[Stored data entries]
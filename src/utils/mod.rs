pub mod logging;
#[cfg(test)]
pub mod rand;

mod errors;
pub use errors::{CommonError, DatabaseError, ValidationError};
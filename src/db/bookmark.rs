use diesel::prelude::*;
use diesel::result::DatabaseErrorKind;
use diesel_async::{AsyncPgConnection as Connection, RunQueryDsl};
use serde::{Deserialize, Serialize};

use super::message::{self, Message};
use super::schema::bookmarks;
use crate::utils::DatabaseError;

#[derive(
    Queryable,
    Selectable,
    Identifiable,
    Associations,
    Deserialize,
    Serialize,
    Hash,
    PartialEq,
    Eq,
    Debug,
    Clone,
)]
#[diesel(belongs_to(Message))]
#[diesel(table_name = bookmarks)]
#[diesel(check_for_backend(diesel::pg::Pg))]
pub struct Bookmark {
    pub id: i32,
    pub user_id: i64,
    pub user_bookmark_id: i32,
    pub alias: Option<String>,
    pub message_id: i64,
    #[serde(with = "time::serde::rfc3339")]
    pub created_at: time::OffsetDateTime,
    #[serde(with = "time::serde::rfc3339")]
    pub updated_at: time::OffsetDateTime,
}

#[derive(Insertable, Debug, Clone)]
#[diesel(table_name = bookmarks)]
pub struct NewBookmark {
    pub user_id: i64,
    pub user_bookmark_id: i32,
    pub message_id: i64,
}

/// Display number the next bookmark of `user_id` gets.
pub async fn next_user_bookmark_id(
    conn: &mut Connection,
    user_id: i64,
) -> Result<i32, DatabaseError> {
    use diesel::dsl::max;

    let current: Option<i32> = bookmarks::table
        .filter(bookmarks::user_id.eq(user_id))
        .select(max(bookmarks::user_bookmark_id))
        .first(conn)
        .await?;
    Ok(current.unwrap_or_default() + 1)
}

/// Saves `message_id` for `user_id` under the next display number.
pub async fn create_bookmark(
    conn: &mut Connection,
    user_id: i64,
    message_id: i64,
) -> Result<Bookmark, DatabaseError> {
    let new = NewBookmark {
        user_id,
        user_bookmark_id: next_user_bookmark_id(conn, user_id).await?,
        message_id,
    };
    diesel::insert_into(bookmarks::table)
        .values(&new)
        .returning(Bookmark::as_returning())
        .get_result(conn)
        .await
        .map_err(|e| unique_violation(e, "bookmarks"))
}

pub async fn find_bookmark_by_message(
    conn: &mut Connection,
    user_id: i64,
    message_id: i64,
) -> Result<Option<Bookmark>, DatabaseError> {
    Ok(bookmarks::table
        .filter(bookmarks::user_id.eq(user_id))
        .filter(bookmarks::message_id.eq(message_id))
        .select(Bookmark::as_select())
        .first(conn)
        .await
        .optional()?)
}

/// Finds a bookmark of `user_id` by display number (`12` or `#12`) or by alias.
pub async fn resolve_bookmark(
    conn: &mut Connection,
    user_id: i64,
    reference: &str,
) -> Result<Option<Bookmark>, DatabaseError> {
    let reference = reference.trim();
    let number = reference.strip_prefix('#').unwrap_or(reference);

    let mut query = bookmarks::table
        .filter(bookmarks::user_id.eq(user_id))
        .select(Bookmark::as_select())
        .into_boxed();
    query = if !number.is_empty() && number.chars().all(|c| c.is_ascii_digit()) {
        match number.parse::<i32>() {
            Ok(n) => query.filter(bookmarks::user_bookmark_id.eq(n)),
            Err(_) => return Ok(None), // out of range, can't exist
        }
    } else {
        query.filter(bookmarks::alias.eq(reference.to_lowercase()))
    };

    Ok(query.first(conn).await.optional()?)
}

/// Sets or clears the alias of the bookmark `id`.
pub async fn update_alias(
    conn: &mut Connection,
    id: i32,
    alias: Option<&str>,
) -> Result<Option<Bookmark>, DatabaseError> {
    use diesel::dsl::now;

    diesel::update(bookmarks::table.find(id))
        .set((bookmarks::alias.eq(alias), bookmarks::updated_at.eq(now)))
        .returning(Bookmark::as_returning())
        .get_result(conn)
        .await
        .optional()
        .map_err(|e| unique_violation(e, "bookmarks"))
}

/// Deletes the bookmark along with its tag links, then the cached message
/// when nothing else references it. Returns whether the message went too.
pub async fn delete_bookmark(
    conn: &mut Connection,
    bookmark: &Bookmark,
) -> Result<bool, DatabaseError> {
    use super::schema::bookmarks_tags;

    diesel::delete(bookmarks_tags::table.filter(bookmarks_tags::bookmark_id.eq(bookmark.id)))
        .execute(conn)
        .await?;
    let deleted = diesel::delete(bookmarks::table.find(bookmark.id))
        .execute(conn)
        .await?;
    if deleted == 0 {
        return Err(diesel::result::Error::NotFound.into());
    }

    message::delete_message_if_orphaned(conn, bookmark.message_id).await
}

fn unique_violation(e: diesel::result::Error, table: &str) -> DatabaseError {
    match e {
        diesel::result::Error::DatabaseError(DatabaseErrorKind::UniqueViolation, _) => {
            DatabaseError::DuplicationError {
                table: table.to_string(),
            }
        }
        e => e.into(),
    }
}
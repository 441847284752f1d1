use msgmark::api::configs::{self, Config};
use msgmark::utils::logging;

#[rocket::main]
#[cfg(not(tarpaulin_include))]
async fn main() -> anyhow::Result<()> {
    let config: Config = configs::config_provider().extract()?;
    let _guard = logging::setup_log(config.log_dir.as_deref());

    let _ = msgmark::rocket().await?.launch().await?;
    Ok(())
}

● EXERCISE PROMPT:
Scan the records above for the word "deleted". Show each line in which it appears.

● ANSWER SPACE:
    let deleted = diesel::delete(bookmarks::table.find(bookmark.id))
    if deleted == 0 {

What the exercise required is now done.